Task details
In the listing below, how many lines contain "clippy"? Answer with the number alone.

Data supplied
#![forbid(unsafe_code)]
#![deny(clippy::all)]
#![deny(unreachable_pub)]
#![deny(clippy::correctness)]
#![deny(clippy::suspicious)]
#![deny(clippy::style)]
#![deny(clippy::complexity)]
#![deny(clippy::perf)]
#![deny(clippy::pedantic)]

//! Black-box sweep driver for discrete, enumerable hyperparameter spaces.
//!
//! Declare a [`SearchSpace`] of named parameters and their candidate
//! values, supply an evaluation callback mapping an assignment to a
//! scalar error (lower is better) plus auxiliary info, and the
//! [`Driver`] iterates through candidate assignments, records every
//! evaluation, tracks the best result, and persists the full history to
//! durable CSV after every single evaluation — so a long-running sweep
//! can be monitored mid-run and any prefix of it is recoverable after a
//! crash.
//!
//! # Getting Started
//!
//! ```no_run
//! use paramsweep::prelude::*;
//! use serde_json::json;
//!
//! let space = SearchSpace::new()
//!     .param("x", [json!(0), json!(1)])
//!     .param("y", [json!(0), json!(1)]);
//!
//! let driver = Driver::new(RunConfig::builder().verbose(true).build());
//! let outcome = driver
//!     .optimize(&GridStrategy::new(), &space, |a| {
//!         let x = a["x"].as_f64().unwrap_or(0.0);
//!         let y = a["y"].as_f64().unwrap_or(0.0);
//!         Ok::<_, Error>((x + y, json!(null)))
//!     })
//!     .unwrap();
//!
//! assert_eq!(outcome.best_error, 0.0);
//! ```
//!
//! # Core Concepts
//!
//! | Type | Role |
//! |------|------|
//! | [`SearchSpace`] | The declared parameters and their candidate values. |
//! | [`strategy::Strategy`] | The policy deciding visitation order — [`GridStrategy`](strategy::GridStrategy) (deterministic) or [`ShuffledStrategy`](strategy::ShuffledStrategy) (seedable permutation), both optionally capped. |
//! | [`Driver`] | The loop orchestrating evaluation, bookkeeping, persistence, and reporting. |
//! | [`Record`] | One assignment annotated with its evaluation outcome. |
//! | [`store::ResultStore`] | Durable tabular backing for the run history. |
//! | [`report::Reporter`] | Renders the history into a human-inspectable artifact. |
//!
//! # Scope
//!
//! The driver is single-threaded and fully synchronous: evaluations run
//! strictly one at a time with no overlap, no timeouts, and no retries.
//! It performs no gradient-based or Bayesian optimization and no
//! parameter type validation. Every failure — evaluation, storage,
//! reporting — surfaces synchronously and aborts the run with the
//! history intact up to the last successful persistence.
//!
//! # Feature Flags
//!
//! | Flag | What it enables | Default |
//! |------|----------------|---------|
//! | `tracing` | Structured log events via [`tracing`](https://docs.rs/tracing) at key sweep points | off |

/// Emit a `tracing::info!` event when the `tracing` feature is enabled.
/// No-op otherwise.
#[cfg(feature = "tracing")]
macro_rules! trace_info {
    ($($arg:tt)*) => { tracing::info!($($arg)*) };
}

#[cfg(not(feature = "tracing"))]
macro_rules! trace_info {
    ($($arg:tt)*) => {};
}

/// Emit a `tracing::debug!` event when the `tracing` feature is enabled.
/// No-op otherwise.
#[cfg(feature = "tracing")]
macro_rules! trace_debug {
    ($($arg:tt)*) => { tracing::debug!($($arg)*) };
}

#[cfg(not(feature = "tracing"))]
macro_rules! trace_debug {
    ($($arg:tt)*) => {};
}

mod driver;
mod error;
mod record;
pub mod report;
mod space;
pub mod store;
pub mod strategy;

pub use driver::{Driver, RunConfig, RunConfigBuilder};
pub use error::{Error, Result};
pub use record::{Outcome, Record};
pub use space::{Assignment, SearchSpace};

/// Convenient wildcard import for the most common types.
///
/// ```
/// use paramsweep::prelude::*;
/// ```
pub mod prelude {
    pub use crate::driver::{Driver, RunConfig, RunConfigBuilder};
    pub use crate::error::{Error, Result};
    pub use crate::record::{Outcome, Record};
    pub use crate::report::{HtmlReporter, NullReporter, Reporter};
    pub use crate::space::{Assignment, SearchSpace};
    pub use crate::store::{CsvStore, MemoryStore, ResultStore};
    pub use crate::strategy::{GridStrategy, ShuffledStrategy, Strategy};
}
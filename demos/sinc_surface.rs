//! Exhaustive grid sweep over a 2-D sinc surface.
//!
//! The error is the negated product of two shifted sinc functions, so
//! the sweep is effectively climbing a mountain centered near
//! `(1.0, 1.5)`. Run with `cargo run --example sinc_surface`, then open
//! the HTML progress chart printed at the end.

use std::f64::consts::PI;

use paramsweep::prelude::*;
use serde_json::json;

fn sinc(v: f64) -> f64 {
    if v.abs() < 1e-12 {
        1.0
    } else {
        (PI * v).sin() / (PI * v)
    }
}

fn linspace(low: f64, high: f64, n: usize) -> Vec<serde_json::Value> {
    (0..n)
        .map(|i| {
            let fraction = i as f64 / (n - 1) as f64;
            json!(low + fraction * (high - low))
        })
        .collect()
}

fn main() -> paramsweep::Result<()> {
    let space = SearchSpace::new()
        .param("x", linspace(0.0, PI, 10))
        .param("y", linspace(0.0, PI, 10));

    let driver = Driver::new(RunConfig::builder().verbose(true).build());
    let outcome = driver.optimize(&GridStrategy::new(), &space, |a| {
        let x = a["x"].as_f64().unwrap_or(0.0);
        let y = a["y"].as_f64().unwrap_or(0.0);
        let error = -sinc(x - 1.0) * sinc(y - 1.5);
        Ok::<_, Error>((error, json!(null)))
    })?;

    println!(
        "All done! The data on each condition evaluated, and its error,\n\
         are stored in {}.",
        outcome.history_path.display()
    );
    println!(
        "Best error {:.6} at {}",
        outcome.best_error,
        serde_json::to_string(&outcome.best_assignment).unwrap_or_default()
    );
    Ok(())
}
//! Progress reporting.
//!
//! A [`Reporter`] consumes the reloaded run history after every
//! evaluation and produces a human-inspectable artifact, so a
//! long-running sweep can be monitored mid-run.
//!
//! The default [`HtmlReporter`] writes a self-contained HTML file with an
//! embedded [Plotly.js](https://plotly.com/javascript/) chart: error per
//! evaluation plus a best-so-far line. An internet connection is needed
//! on first load to fetch Plotly.js from a CDN.
//!
//! Reporter failures propagate and abort the run, matching the store's
//! no-silent-loss policy. Wrap a reporter that swallows its own errors if
//! advisory-only reporting is wanted.

use core::fmt::Write as _;
use std::path::Path;

use crate::error::{Error, Result};
use crate::record::Record;

/// Renders the ordered run history into an artifact at `path`.
pub trait Reporter {
    /// Produces the progress artifact for the given history.
    ///
    /// Invoked after every evaluation with the full reloaded history, in
    /// evaluation order.
    ///
    /// # Errors
    ///
    /// Returns [`Report`](crate::Error::Report) if the artifact cannot be
    /// produced.
    fn render(&self, records: &[Record], path: &Path) -> Result<()>;
}

/// A reporter that writes a self-contained HTML progress chart.
///
/// # Examples
///
/// ```no_run
/// use paramsweep::report::{HtmlReporter, Reporter};
///
/// let reporter = HtmlReporter::new();
/// reporter.render(&[], "progress.html".as_ref()).unwrap();
/// ```
#[derive(Clone, Copy, Debug, Default)]
pub struct HtmlReporter;

impl HtmlReporter {
    /// Creates an HTML reporter.
    #[must_use]
    pub fn new() -> Self {
        Self
    }
}

impl Reporter for HtmlReporter {
    fn render(&self, records: &[Record], path: &Path) -> Result<()> {
        let html = build_html(records);
        std::fs::write(path, html).map_err(|e| Error::Report(e.to_string()))
    }
}

/// A reporter that does nothing.
///
/// Useful for tests and headless sweeps where only the durable history
/// matters.
#[derive(Clone, Copy, Debug, Default)]
pub struct NullReporter;

impl Reporter for NullReporter {
    fn render(&self, _records: &[Record], _path: &Path) -> Result<()> {
        Ok(())
    }
}

fn build_html(records: &[Record]) -> String {
    let mut html = String::with_capacity(4096);

    let _ = write!(
        html,
        r#"<!DOCTYPE html>
<html lang="en">
<head>
<meta charset="utf-8">
<meta name="viewport" content="width=device-width, initial-scale=1">
<title>Sweep Progress</title>
<script src="https://cdn.plot.ly/plotly-2.35.2.min.js"></script>
<style>
  * {{ margin: 0; padding: 0; box-sizing: border-box; }}
  body {{ font-family: -apple-system, BlinkMacSystemFont, "Segoe UI", Roboto, sans-serif;
         background: #f5f6fa; color: #2c3e50; padding: 24px; }}
  h1 {{ text-align: center; margin-bottom: 8px; font-size: 1.8em; }}
  .subtitle {{ text-align: center; color: #7f8c8d; margin-bottom: 24px; }}
  .chart {{ background: #fff; border-radius: 8px; box-shadow: 0 2px 8px rgba(0,0,0,0.08);
            margin-bottom: 24px; padding: 16px; }}
</style>
</head>
<body>
<h1>Sweep Progress</h1>
<p class="subtitle">{n} evaluations</p>
"#,
        n = records.len(),
    );

    html.push_str("<div class=\"chart\"><div id=\"history\"></div></div>\n");
    write_history_chart(&mut html, records);

    html.push_str("</body>\n</html>\n");
    html
}

/// Error per evaluation with a best-so-far line.
fn write_history_chart(html: &mut String, records: &[Record]) {
    let mut indices = Vec::with_capacity(records.len());
    let mut errors = Vec::with_capacity(records.len());
    let mut best_so_far = Vec::with_capacity(records.len());
    let mut best = f64::INFINITY;
    let mut hover = Vec::with_capacity(records.len());

    for (i, record) in records.iter().enumerate() {
        indices.push(i);
        errors.push(record.error);
        best = best.min(record.error);
        best_so_far.push(best);
        hover.push(
            serde_json::to_string(&record.params)
                .unwrap_or_default()
                .replace('"', "'"),
        );
    }

    let _ = write!(
        html,
        r#"<script>
Plotly.newPlot('history', [
  {{ x: {indices:?}, y: {errors:?}, mode: 'markers', name: 'error',
     text: {hover:?}, marker: {{ color: '#3498db', size: 7 }} }},
  {{ x: {indices:?}, y: {best_so_far:?}, mode: 'lines', name: 'best so far',
     line: {{ color: '#e74c3c', width: 2 }} }}
], {{
  xaxis: {{ title: 'evaluation' }},
  yaxis: {{ title: 'error' }},
  margin: {{ t: 16 }}
}});
</script>
"#,
    );
}
//! API layer - HTTP handlers and routing
//!
//! One explicit routing table maps every (path, method) pair to its handler.
//! Handlers return page-data payloads for an external view layer, or
//! redirects for the form actions.

pub mod admin;
pub mod articles;
pub mod auth;
pub mod common;
pub mod responses;
pub mod site;

use axum::{routing::get, Router};
use tower_http::trace::TraceLayer;

pub use common::{ApiError, AppState};

/// Build the site router
pub fn build_router(state: AppState) -> Router {
    Router::new()
        .route("/", get(articles::front_page))
        .route("/articles", get(articles::list_articles))
        .route("/article/{id}", get(articles::article_detail))
        .route("/about", get(site::about))
        .route("/contact", get(site::contact))
        .route("/login", get(auth::login_page).post(auth::login))
        .route("/register", get(auth::register_page).post(auth::register))
        .route("/admin", get(admin::admin_page))
        .route(
            "/create_article",
            get(admin::create_article_page).post(admin::create_article),
        )
        .layer(TraceLayer::new_for_http())
        .with_state(state)
}
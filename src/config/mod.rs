//! Configuration management
//!
//! This module handles loading and parsing configuration for the site.
//! Configuration can be loaded from:
//! - config.yml file
//! - Environment variables (override file settings)
//!
//! Missing optional values are filled with sensible defaults.

use serde::{Deserialize, Serialize};

/// Main configuration structure
#[derive(Debug, Clone, Serialize, Deserialize, Default)]
pub struct Config {
    /// Server configuration
    #[serde(default)]
    pub server: ServerConfig,
    /// Database configuration
    #[serde(default)]
    pub database: DatabaseConfig,
}

/// Server configuration
#[derive(Debug, Clone, Serialize, Deserialize)]
pub struct ServerConfig {
    /// Host address to bind to
    #[serde(default = "default_host")]
    pub host: String,
    /// Port to listen on
    #[serde(default = "default_port")]
    pub port: u16,
}

impl Default for ServerConfig {
    fn default() -> Self {
        Self {
            host: default_host(),
            port: default_port(),
        }
    }
}

fn default_host() -> String {
    "127.0.0.1".to_string()
}

fn default_port() -> u16 {
    5001
}

/// Database configuration
#[derive(Debug, Clone, Serialize, Deserialize)]
pub struct DatabaseConfig {
    /// Path to the SQLite database file
    #[serde(default = "default_database_url")]
    pub url: String,
}

impl Default for DatabaseConfig {
    fn default() -> Self {
        Self {
            url: default_database_url(),
        }
    }
}

fn default_database_url() -> String {
    "data/climate_change.db".to_string()
}

/// Error type for configuration parsing
#[derive(Debug, thiserror::Error)]
pub enum ConfigError {
    #[error("Failed to read config file '{path}': {source}")]
    FileRead {
        path: String,
        source: std::io::Error,
    },
    #[error("Failed to parse config file '{path}': {message}")]
    ParseError { path: String, message: String },
}

impl Config {
    /// Load configuration from file
    ///
    /// If the file doesn't exist, returns default configuration.
    /// If the file exists but is invalid YAML, returns an error with details.
    pub fn load(path: &std::path::Path) -> anyhow::Result<Self> {
        if !path.exists() {
            return Ok(Self::default());
        }

        let content = std::fs::read_to_string(path).map_err(|e| ConfigError::FileRead {
            path: path.display().to_string(),
            source: e,
        })?;

        // Handle empty file - return defaults
        if content.trim().is_empty() {
            return Ok(Self::default());
        }

        let config: Config =
            serde_yaml::from_str(&content).map_err(|e| ConfigError::ParseError {
                path: path.display().to_string(),
                message: format_yaml_error(&e),
            })?;

        Ok(config)
    }

    /// Load configuration from file with environment variable overrides
    ///
    /// Environment variables follow the pattern:
    /// - CLIMATEPRESS_SERVER_HOST
    /// - CLIMATEPRESS_SERVER_PORT
    /// - CLIMATEPRESS_DATABASE_URL
    pub fn load_with_env(path: &std::path::Path) -> anyhow::Result<Self> {
        let mut config = Self::load(path)?;
        config.apply_env_overrides();
        Ok(config)
    }

    /// Apply environment variable overrides to the configuration
    fn apply_env_overrides(&mut self) {
        if let Ok(host) = std::env::var("CLIMATEPRESS_SERVER_HOST") {
            self.server.host = host;
        }
        if let Ok(port) = std::env::var("CLIMATEPRESS_SERVER_PORT") {
            if let Ok(port) = port.parse::<u16>() {
                self.server.port = port;
            }
        }
        if let Ok(url) = std::env::var("CLIMATEPRESS_DATABASE_URL") {
            self.database.url = url;
        }
    }
}

/// Format YAML parsing error with location and context
fn format_yaml_error(e: &serde_yaml::Error) -> String {
    if let Some(location) = e.location() {
        format!(
            "at line {}, column {}: {}",
            location.line(),
            location.column(),
            e
        )
    } else {
        e.to_string()
    }
}

// Shared mutex for all config tests that modify environment variables.
#[cfg(test)]
static CONFIG_ENV_MUTEX: std::sync::Mutex<()> = std::sync::Mutex::new(());
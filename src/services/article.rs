//! Article service
//!
//! Read and write operations over the article store, shaped for the pages
//! the site serves.

use crate::db::stores::ArticleStore;
use crate::models::{Article, CategoryFilter, CreateArticleInput};
use anyhow::Result;
use std::sync::Arc;

/// Number of articles featured on the front page
const FEATURED_LIMIT: i64 = 3;

/// Number of related articles shown on a detail page
const RELATED_LIMIT: i64 = 3;

/// An article together with others in the same category
#[derive(Debug, Clone)]
pub struct ArticleDetail {
    pub article: Article,
    pub related: Vec<Article>,
}

/// Article service
pub struct ArticleService {
    store: Arc<dyn ArticleStore>,
}

impl ArticleService {
    /// Create a new article service
    pub fn new(store: Arc<dyn ArticleStore>) -> Self {
        Self { store }
    }

    /// The most recent articles featured on the front page
    pub async fn front_page(&self) -> Result<Vec<Article>> {
        self.store.list_recent(FEATURED_LIMIT).await
    }

    /// All articles matching the category filter, newest first
    pub async fn list(&self, filter: &CategoryFilter) -> Result<Vec<Article>> {
        self.store.list_by_category(filter).await
    }

    /// One article plus up to three others sharing its category.
    ///
    /// Returns `None` when no article has the given id.
    pub async fn detail(&self, id: i64) -> Result<Option<ArticleDetail>> {
        let article = match self.store.get_by_id(id).await? {
            Some(article) => article,
            None => return Ok(None),
        };

        let related = self
            .store
            .list_related(&article.category, article.id, RELATED_LIMIT)
            .await?;

        Ok(Some(ArticleDetail { article, related }))
    }

    /// Every article, newest first (the admin listing)
    pub async fn list_all(&self) -> Result<Vec<Article>> {
        self.store.list_by_category(&CategoryFilter::All).await
    }

    /// Insert a new article and return the stored row
    pub async fn create(&self, input: CreateArticleInput) -> Result<Article> {
        self.store.insert(&input).await
    }
}

#[cfg(test)]
mod tests {
    use super::*;
    use crate::db::stores::SqlxArticleStore;
    use crate::db::{connect_test_pool, migrations};
    use chrono::{Duration, Utc};

    async fn setup_service() -> ArticleService {
        let pool = connect_test_pool().await.expect("Failed to create test pool");
        migrations::run_migrations(&pool)
            .await
            .expect("Failed to run migrations");
        ArticleService::new(SqlxArticleStore::boxed(pool))
    }

    fn test_input(title: &str, category: &str) -> CreateArticleInput {
        CreateArticleInput::new(
            title.to_string(),
            format!("Subtitle for {}", title),
            format!("Content for {}", title),
            category.to_string(),
        )
    }

    #[tokio::test]
    async fn test_front_page_caps_at_three() {
        let service = setup_service().await;

        let base = Utc::now();
        for i in 1..=5 {
            let mut input = test_input(&format!("Article {}", i), "Science");
            input.date_created = Some(base + Duration::seconds(i));
            service.create(input).await.expect("Failed to create");
        }

        let featured = service.front_page().await.expect("Failed to list");

        assert_eq!(featured.len(), 3);
        assert_eq!(featured[0].title, "Article 5");
    }

    #[tokio::test]
    async fn test_front_page_on_empty_store() {
        let service = setup_service().await;

        let featured = service.front_page().await.expect("Failed to list");

        assert!(featured.is_empty());
    }

    #[tokio::test]
    async fn test_detail_includes_related_from_same_category() {
        let service = setup_service().await;

        let a = service.create(test_input("A", "Solutions")).await.unwrap();
        let b = service.create(test_input("B", "Solutions")).await.unwrap();
        service.create(test_input("C", "Science")).await.unwrap();

        let detail = service
            .detail(a.id)
            .await
            .expect("Failed to fetch detail")
            .expect("Article should exist");

        assert_eq!(detail.article.id, a.id);
        assert_eq!(detail.related.len(), 1);
        assert_eq!(detail.related[0].id, b.id);
    }

    #[tokio::test]
    async fn test_detail_unknown_id_is_none() {
        let service = setup_service().await;

        let detail = service.detail(404).await.expect("Failed to fetch detail");

        assert!(detail.is_none());
    }

    #[tokio::test]
    async fn test_created_article_is_immediately_retrievable() {
        let service = setup_service().await;

        let created = service
            .create(test_input("Fresh", "Impact").with_author("Someone".to_string()))
            .await
            .expect("Failed to create");

        let detail = service
            .detail(created.id)
            .await
            .expect("Failed to fetch detail")
            .expect("Article should exist");

        assert_eq!(detail.article.title, "Fresh");
        assert_eq!(detail.article.author, "Someone");
    }

    #[tokio::test]
    async fn test_list_all_is_newest_first() {
        let service = setup_service().await;

        let base = Utc::now();
        for i in 1..=3 {
            let mut input = test_input(&format!("Article {}", i), "Science");
            input.date_created = Some(base + Duration::seconds(i));
            service.create(input).await.expect("Failed to create");
        }

        let all = service.list_all().await.expect("Failed to list");

        assert_eq!(all.len(), 3);
        assert_eq!(all[0].title, "Article 3");
        assert_eq!(all[2].title, "Article 1");
    }
}
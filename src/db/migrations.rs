//! Database migrations
//!
//! Code-based migrations for the site's SQLite schema. All migrations are
//! embedded as SQL strings so the binary carries its own schema; applied
//! versions are tracked in a `_migrations` table.
//!
//! # Usage
//!
//! ```ignore
//! let db = Database::connect(&config.database.url).await?;
//! migrations::run_migrations(db.pool()).await?;
//! ```

use anyhow::{Context, Result};
use sqlx::{Row, SqlitePool};

/// A database migration
#[derive(Debug, Clone)]
pub struct Migration {
    /// Migration version number (must be unique and sequential)
    pub version: i32,
    /// Human-readable migration name
    pub name: &'static str,
    /// SQL statements to apply
    pub up: &'static str,
}

/// All migrations for the site, in order.
pub const MIGRATIONS: &[Migration] = &[
    // Migration 1: Create users table.
    // Email uniqueness is enforced here; the registration pre-check alone
    // cannot hold under concurrent inserts.
    Migration {
        version: 1,
        name: "create_users",
        up: r#"
            CREATE TABLE IF NOT EXISTS users (
                id INTEGER PRIMARY KEY AUTOINCREMENT,
                email VARCHAR(100) NOT NULL UNIQUE,
                password VARCHAR(30) NOT NULL,
                name VARCHAR(100) NOT NULL,
                date_joined TIMESTAMP NOT NULL DEFAULT CURRENT_TIMESTAMP
            );
            CREATE INDEX IF NOT EXISTS idx_users_email ON users(email);
        "#,
    },
    // Migration 2: Create articles table
    Migration {
        version: 2,
        name: "create_articles",
        up: r#"
            CREATE TABLE IF NOT EXISTS articles (
                id INTEGER PRIMARY KEY AUTOINCREMENT,
                title VARCHAR(200) NOT NULL,
                subtitle VARCHAR(500) NOT NULL,
                content TEXT NOT NULL,
                category VARCHAR(50) NOT NULL,
                author VARCHAR(100) NOT NULL DEFAULT 'Climate Team',
                date_created TIMESTAMP NOT NULL DEFAULT CURRENT_TIMESTAMP
            );
            CREATE INDEX IF NOT EXISTS idx_articles_category ON articles(category);
            CREATE INDEX IF NOT EXISTS idx_articles_date_created ON articles(date_created);
        "#,
    },
];

/// Run all pending migrations.
///
/// Returns the number of migrations applied.
pub async fn run_migrations(pool: &SqlitePool) -> Result<usize> {
    create_migrations_table(pool).await?;

    let applied = applied_versions(pool).await?;

    let mut count = 0;

    for migration in MIGRATIONS {
        if !applied.contains(&migration.version) {
            tracing::info!(
                "Applying migration {}: {}",
                migration.version,
                migration.name
            );
            apply_migration(pool, migration)
                .await
                .with_context(|| format!("Failed to apply migration: {}", migration.name))?;
            count += 1;
        }
    }

    if count > 0 {
        tracing::info!("Applied {} migration(s)", count);
    } else {
        tracing::debug!("No pending migrations");
    }

    Ok(count)
}

async fn create_migrations_table(pool: &SqlitePool) -> Result<()> {
    sqlx::query(
        r#"
        CREATE TABLE IF NOT EXISTS _migrations (
            version INTEGER PRIMARY KEY,
            name VARCHAR(100) NOT NULL,
            applied_at TIMESTAMP NOT NULL DEFAULT CURRENT_TIMESTAMP
        )
        "#,
    )
    .execute(pool)
    .await
    .context("Failed to create migrations table")?;

    Ok(())
}

async fn applied_versions(pool: &SqlitePool) -> Result<Vec<i32>> {
    let rows = sqlx::query("SELECT version FROM _migrations ORDER BY version")
        .fetch_all(pool)
        .await
        .context("Failed to read applied migrations")?;

    Ok(rows.iter().map(|row| row.get::<i32, _>("version")).collect())
}

async fn apply_migration(pool: &SqlitePool, migration: &Migration) -> Result<()> {
    // SQLite executes one statement per call; split on semicolons.
    for statement in migration.up.split(';') {
        let statement = statement.trim();
        if statement.is_empty() {
            continue;
        }
        sqlx::query(statement)
            .execute(pool)
            .await
            .with_context(|| format!("Failed to execute statement: {}", statement))?;
    }

    sqlx::query("INSERT INTO _migrations (version, name) VALUES (?, ?)")
        .bind(migration.version)
        .bind(migration.name)
        .execute(pool)
        .await
        .context("Failed to record migration")?;

    Ok(())
}

#[cfg(test)]
mod tests {
    use super::*;
    use crate::db::connect_test_pool;

    #[tokio::test]
    async fn test_migrations_apply_on_fresh_database() {
        let pool = connect_test_pool().await.expect("Failed to create test pool");

        let count = run_migrations(&pool).await.expect("Failed to run migrations");
        assert_eq!(count, MIGRATIONS.len());

        // Both tables exist and are queryable
        sqlx::query("SELECT COUNT(*) FROM users")
            .fetch_one(&pool)
            .await
            .expect("users table should exist");
        sqlx::query("SELECT COUNT(*) FROM articles")
            .fetch_one(&pool)
            .await
            .expect("articles table should exist");
    }

    #[tokio::test]
    async fn test_migrations_are_idempotent() {
        let pool = connect_test_pool().await.expect("Failed to create test pool");

        let first = run_migrations(&pool).await.expect("Failed to run migrations");
        let second = run_migrations(&pool).await.expect("Failed to re-run migrations");

        assert_eq!(first, MIGRATIONS.len());
        assert_eq!(second, 0);
    }

    #[tokio::test]
    async fn test_email_unique_constraint_enforced() {
        let pool = connect_test_pool().await.expect("Failed to create test pool");
        run_migrations(&pool).await.expect("Failed to run migrations");

        sqlx::query("INSERT INTO users (email, password, name) VALUES (?, ?, ?)")
            .bind("dup@example.com")
            .bind("secret")
            .bind("First")
            .execute(&pool)
            .await
            .expect("First insert should succeed");

        let result = sqlx::query("INSERT INTO users (email, password, name) VALUES (?, ?, ?)")
            .bind("dup@example.com")
            .bind("other")
            .bind("Second")
            .execute(&pool)
            .await;

        assert!(result.is_err(), "Duplicate email should violate UNIQUE");
    }
}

Written answer
7